NYC tow truck operator killed in crash on LIE in Queens; allegedly drunk driver faces vehicular homicide charge

NYC tow truck operator killed in crash on LIE in Queens; allegedly drunk driver faces vehicular homicide charge

A Queens tow truck operator remembered as a “very beautiful person” was struck and killed on the Long Island Expressway early Saturday in a wild crash involving two moving vehicles and a stalled car he was trying to hitch to the back of his rig, police said.

The allegedly drunk driver of a Dodge Durango that caused the splintering three-car crash was arrested on vehicular manslaughter charges, police said.

Carlos Santiago, a dad of three from Howard Beach who worked for Knights Towing, rolled up to help a 27-year-old man with his disabled Nissan sedan on the Manhattan-bound side of the Long Island Expressway near exit 19 in Elmhurst about 3:30 a.m., cops said.

The Nissan was on the right shoulder, cops said. As Santiago, 47, tried to link his truck to the disabled Nissan, motorist Denzel Porter lost control of his Dodge Durango in the LIE’s right lane, and careened into a Volkswagen SUV in the center lane, cops said.

The collision sent the Volkswagen into Santiago, who was standing next to his tow truck, cops said.

The Durango spun out of control and moved from the right lane to the right shoulder, where it struck the stalled Nissan. The Nissan in turn slammed into its owner, who was also outside his vehicle.

EMS arrived and rushed both injured men to Elmhurst Hospital, where Santiago died. The Nissan owner suffered severe injuries to his legs in the crash but is expected to survive.

Porter, 28, and two others in his Dodge Durango suffered minor injuries, as did the driver of the Volkswagen. All were taken to New York-Presbyterian Hospital Queens.

Police said they later learned Porter had been drinking before he got behind the wheel. Cops arrested him for vehicular manslaughter, criminally negligent homicide, vehicular assault and driving while ability impaired.

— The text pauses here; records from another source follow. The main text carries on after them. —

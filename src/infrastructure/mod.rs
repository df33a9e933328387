//! Infrastructure layer for external integrations.
//!
//! This layer implements interfaces defined by the domain layer, providing
//! concrete implementations for data persistence and caching.
//!
//! # Modules
//!
//! - [`cache`] - Key-value stores (Redis and in-memory) and the typed link cache
//! - [`persistence`] - PostgreSQL repository implementations

pub mod cache;
pub mod persistence;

”He was a big old teddy bear. He wanted everyone to succeed,” Santiago’s daughter, Destiny said of her father, while awaiting Porter’s arraignment on Saturday night in Queens criminal court. “He would let himself fall, so everyone else could rise up.”

Santiago’s son, also named Carlos, said his father was a handyman and enjoyed fixing things.

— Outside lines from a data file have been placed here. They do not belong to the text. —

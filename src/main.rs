use anyhow::Result;
use shortlink_cache::config::{self, Config};
use shortlink_cache::server;
use tracing_subscriber::{EnvFilter, fmt, layer::SubscriberExt, util::SubscriberInitExt};

#[tokio::main]
async fn main() -> Result<()> {
    dotenvy::dotenv().ok();

    let config = config::load_from_env()?;
    init_tracing(&config);
    config.print_summary();

    server::run(config).await
}

fn init_tracing(config: &Config) {
    let filter = EnvFilter::try_from_default_env()
        .unwrap_or_else(|_| EnvFilter::new(format!("{},sqlx=warn", config.log_level)));

    if config.log_format == "json" {
        tracing_subscriber::registry()
            .with(filter)
            .with(fmt::layer().json())
            .init();
    } else {
        tracing_subscriber::registry()
            .with(filter)
            .with(fmt::layer().with_target(true))
            .init();
    }
}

“He’ll help you before you ask him to,” he said. “He was a good man.”

On Saturday evening, dozens of mourners gathered at Knights Towing in Ocean Hill. Outside the building a makeshift memorial grew, with a floral wreath framing his portrait and over a dozen candles lit below.

“He was family. It didn’t come better,” said Hector Diaz, the third-generation owner of the towing company that employed Santiago. “He helped everyone.”

“As big as he was, his heart was even bigger. He was always helping people,” fellow tow truck driver Joseph Robles said. “He was helping people when he got hit.”

”He was a very beautiful person,” said Wilma Sonnenberg, 56, whose daughter once dated Santiago.

“He was the best friend, the best father, the best man to everyone. That’s why people are grieving,” Sonnenberg said. “He was absolutely beloved by the police department who he helped at any given time in Brooklyn.”

She added that Santiago leaves behind three children, his parents in Puerto Rico, a brother and his girlfriend.

“The tow truck community will be out to support him, and us. ... He was a real man,” Sonnenberg said.

At Porter’s arraignment in Queens criminal court on Saturday night, Judge Edwin Novillo set his bail at $100,000 cash, $300,000 bond and $300,000 partially secured surety bond.